Customers were amiable and appreciative of my artwork. I was happy and feeling secure with my place in the universe.
And then, this woman came up to the three of us, pointed at me, and asked Lucy: "M.S.?" I gritted my teeth, knowing that 1) the woman had reduced my whole being to a medical condition; 2) she got my condition wrong (I have C.P. not M.S.); and, 3) she assumed that I was void of reason and intellect.
With Lucy's help, and trying to be as glib as possible, I told the woman that she was mistaken - my name was Anne Abbott not M.S.! Unfortunately, she either didn't notice or didn't understand my biting sarcasm. Instead - much to my absolute horror! - the woman started patting me on the head and saying, "You poor brave woman!"
Brave my ass. I think she was brave for humiliating me in public like that. Why do I call her brave? Well, because after suffering this kind of treatment by total strangers for most of my life, I think one day I just might snap and run amok, screaming and chasing the offending people around with my power wheelchair.
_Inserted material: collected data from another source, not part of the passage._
//! Simulated transfer engine.
//!
//! Plays the external data mover: it watches for transfer triggers
//! (ReplicationSource / ReplicationDestination), marks them started, and after
//! a configurable delay reports success. A restore additionally produces a
//! snapshot bound to a snapshot content, as a real engine would. Failures can
//! be injected through [`Simulator`].

use std::collections::{HashMap, HashSet};
use std::sync::Arc;
use std::time::Duration;

use chrono::{SecondsFormat, Utc};
use serde_json::{Value, json};
use tokio::sync::mpsc;
use tokio_util::sync::CancellationToken;
use tracing::{debug, info, warn};

use crate::core::error::StoreError;
use crate::core::models::StoredObject;
use crate::core::registry::{
    KindDescriptor, REPLICATION_DESTINATION, REPLICATION_SOURCE, VOLUME_SNAPSHOT,
    VOLUME_SNAPSHOT_CONTENT,
};
use crate::core::store::{ResourceStore, WatchEvent, create_if_absent, get_opt};

enum SimulatedCommand {
    Fail { name: String, reason: String },
}

/// Handle for steering the simulation from outside (tests, RPC).
#[derive(Clone)]
pub struct Simulator {
    tx: mpsc::UnboundedSender<SimulatedCommand>,
}

impl Simulator {
    /// Make the next run of the named trigger fail.
    pub fn fail_next(&self, trigger: &str, reason: &str) {
        let _ = self.tx.send(SimulatedCommand::Fail {
            name: trigger.to_string(),
            reason: reason.to_string(),
        });
    }
}

pub struct SimulatedDataMover {
    store: Arc<dyn ResourceStore>,
    transfer_time: Duration,
    cmd_rx: mpsc::UnboundedReceiver<SimulatedCommand>,
}

impl SimulatedDataMover {
    pub fn new(store: Arc<dyn ResourceStore>, transfer_time: Duration) -> (Self, Simulator) {
        let (tx, rx) = mpsc::unbounded_channel();
        (
            Self {
                store,
                transfer_time,
                cmd_rx: rx,
            },
            Simulator { tx },
        )
    }

    pub async fn run(mut self, shutdown: CancellationToken) {
        let mut events = self.store.watch();
        let mut failing: HashMap<String, String> = HashMap::new();
        let mut seen: HashSet<(String, String)> = HashSet::new();

        info!(transfer_secs = self.transfer_time.as_secs(), "Simulated data mover started");

        while let Ok(SimulatedCommand::Fail { name, reason }) = self.cmd_rx.try_recv() {
            failing.insert(name, reason);
        }

        // Triggers created before we subscribed.
        for kind in [REPLICATION_SOURCE, REPLICATION_DESTINATION] {
            match self.store.list(&kind, None).await {
                Ok(objects) => {
                    for obj in objects {
                        self.maybe_start(obj, &mut seen, &failing, &shutdown);
                    }
                }
                Err(e) => warn!(kind = kind.kind, error = %e, "Simulator could not list triggers"),
            }
        }

        loop {
            tokio::select! {
                // Commands first, so a failure armed before a trigger is
                // created applies to it.
                biased;
                _ = shutdown.cancelled() => break,
                Some(cmd) = self.cmd_rx.recv() => match cmd {
                    SimulatedCommand::Fail { name, reason } => {
                        debug!(trigger = %name, "Simulator will fail trigger");
                        failing.insert(name, reason);
                    }
                },
                event = events.recv() => match event {
                    Ok(WatchEvent::Applied(obj)) => {
                        self.maybe_start(obj, &mut seen, &failing, &shutdown);
                    }
                    Ok(WatchEvent::Deleted(obj)) => {
                        seen.remove(&(obj.kind.clone(), obj.metadata.name.clone()));
                    }
                    Err(tokio::sync::broadcast::error::RecvError::Lagged(missed)) => {
                        warn!(missed, "Simulator watch lagged");
                    }
                    Err(tokio::sync::broadcast::error::RecvError::Closed) => break,
                },
            }
        }
        info!("Simulated data mover stopped");
    }

    fn maybe_start(
        &self,
        obj: StoredObject,
        seen: &mut HashSet<(String, String)>,
        failing: &HashMap<String, String>,
        shutdown: &CancellationToken,
    ) {
        let kind = match obj.kind.as_str() {
            k if k == REPLICATION_SOURCE.kind => REPLICATION_SOURCE,
            k if k == REPLICATION_DESTINATION.kind => REPLICATION_DESTINATION,
            _ => return,
        };
        if obj.metadata.is_deleting() || obj.status_str("lastSyncTime").is_some() {
            return;
        }
        if !seen.insert((obj.kind.clone(), obj.metadata.name.clone())) {
            return;
        }

        let store = self.store.clone();
        let delay = self.transfer_time;
        let failure = failing.get(&obj.metadata.name).cloned();
        let shutdown = shutdown.clone();

        tokio::spawn(async move {
            let namespace = obj.metadata.namespace.clone();
            let name = obj.metadata.name.clone();
            if let Err(e) = mark_started(store.as_ref(), &kind, namespace.as_deref(), &name).await {
                warn!(trigger = %name, error = %e, "Simulator could not start transfer");
                return;
            }
            tokio::select! {
                _ = tokio::time::sleep(delay) => {}
                _ = shutdown.cancelled() => return,
            }
            let result = match failure {
                Some(reason) => {
                    mark_failed(store.as_ref(), &kind, namespace.as_deref(), &name, &reason).await
                }
                None => mark_succeeded(store.as_ref(), &kind, namespace.as_deref(), &name).await,
            };
            match result {
                Ok(()) => info!(trigger = %name, "Simulated transfer finished"),
                Err(e) => warn!(trigger = %name, error = %e, "Simulator could not finish transfer"),
            }
        });
    }
}

fn now() -> String {
    Utc::now().to_rfc3339_opts(SecondsFormat::Secs, true)
}

/// Apply `edit` to a trigger's status, re-reading on conflicts.
async fn edit_status<F>(
    store: &dyn ResourceStore,
    kind: &KindDescriptor,
    namespace: Option<&str>,
    name: &str,
    mut edit: F,
) -> Result<(), StoreError>
where
    F: FnMut(&mut StoredObject) + Send,
{
    loop {
        let Some(mut obj) = get_opt(store, kind, namespace, name).await? else {
            return Ok(());
        };
        if !obj.status.is_object() {
            obj.status = json!({});
        }
        edit(&mut obj);
        match store.update_status(obj).await {
            Ok(_) => return Ok(()),
            Err(e) if e.is_conflict() => continue,
            Err(e) => return Err(e),
        }
    }
}

fn set(obj: &mut StoredObject, key: &str, value: Value) {
    if let Some(map) = obj.status.as_object_mut() {
        map.insert(key.to_string(), value);
    }
}

/// Report that the engine picked up the trigger.
pub async fn mark_started(
    store: &dyn ResourceStore,
    kind: &KindDescriptor,
    namespace: Option<&str>,
    name: &str,
) -> Result<(), StoreError> {
    let started = now();
    edit_status(store, kind, namespace, name, |obj| {
        set(obj, "lastSyncStartTime", json!(started));
    })
    .await
}

/// Report a successful run for the trigger's current manual trigger value.
/// Restores also get a snapshot bound to a fresh snapshot content.
pub async fn mark_succeeded(
    store: &dyn ResourceStore,
    kind: &KindDescriptor,
    namespace: Option<&str>,
    name: &str,
) -> Result<(), StoreError> {
    let Some(trigger) = get_opt(store, kind, namespace, name).await? else {
        return Ok(());
    };

    let mut image = None;
    if kind.kind == REPLICATION_DESTINATION.kind {
        image = Some(produce_image(store, &trigger).await?);
    }

    let finished = now();
    let manual = trigger.spec_str("trigger.manual").map(str::to_string);
    edit_status(store, kind, namespace, name, |obj| {
        if obj.status_str("lastSyncStartTime").is_none() {
            set(obj, "lastSyncStartTime", json!(finished));
        }
        set(obj, "lastSyncTime", json!(finished));
        if let Some(manual) = &manual {
            set(obj, "lastManualSync", json!(manual));
        }
        set(obj, "latestMoverStatus", json!({ "result": "Successful" }));
        if let Some(image) = &image {
            set(obj, "latestImage", json!({ "name": image, "kind": "VolumeSnapshot" }));
        }
    })
    .await
}

/// Report a failed run.
pub async fn mark_failed(
    store: &dyn ResourceStore,
    kind: &KindDescriptor,
    namespace: Option<&str>,
    name: &str,
    reason: &str,
) -> Result<(), StoreError> {
    let finished = now();
    edit_status(store, kind, namespace, name, |obj| {
        set(obj, "lastSyncTime", json!(finished));
        set(
            obj,
            "latestMoverStatus",
            json!({ "result": "Failed", "logs": reason }),
        );
    })
    .await
}

/// Create the snapshot a restore run leaves behind and return its name.
async fn produce_image(store: &dyn ResourceStore, trigger: &StoredObject) -> Result<String, StoreError> {
    let name = format!("{}-image", trigger.metadata.name);
    let content = format!("{}-content", name);
    let namespace = trigger.metadata.namespace.as_deref();

    let content_obj = StoredObject::new(VOLUME_SNAPSHOT_CONTENT.kind, None, &content)
        .with_spec(json!({
            "deletionPolicy": "Retain",
            "volumeSnapshotRef": { "name": name, "namespace": namespace },
        }))
        .with_status(json!({ "snapshotHandle": format!("sim-{}", content), "readyToUse": true }));
    create_if_absent(store, &VOLUME_SNAPSHOT_CONTENT, content_obj).await?;

    let snapshot_obj = StoredObject::new(VOLUME_SNAPSHOT.kind, namespace, &name)
        .with_spec(json!({ "source": { "persistentVolumeClaimName": trigger.spec_str("restic.destinationPVC") } }))
        .with_status(json!({ "boundVolumeSnapshotContentName": content, "readyToUse": true }));
    create_if_absent(store, &VOLUME_SNAPSHOT, snapshot_obj).await?;

    Ok(name)
}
Why is this still a thing? Ableism, I mean. Hurtful, humilating ableism. It's 2015, for goodness sake! People should know better by now! But what am I talking about? There's still racism, sexism, classism, etc etc etc.
I have to cling onto hope, though.
I went to Hot House for dinner with Brittainy today. While Brittainy was in the washroom, one of the waiters came over, asked how I was and if he could get me a drink. Our conversation lasted maybe two minutes, but it made me so happy because he saw me as an actual person.
Sometimes there is a glimmer of hope.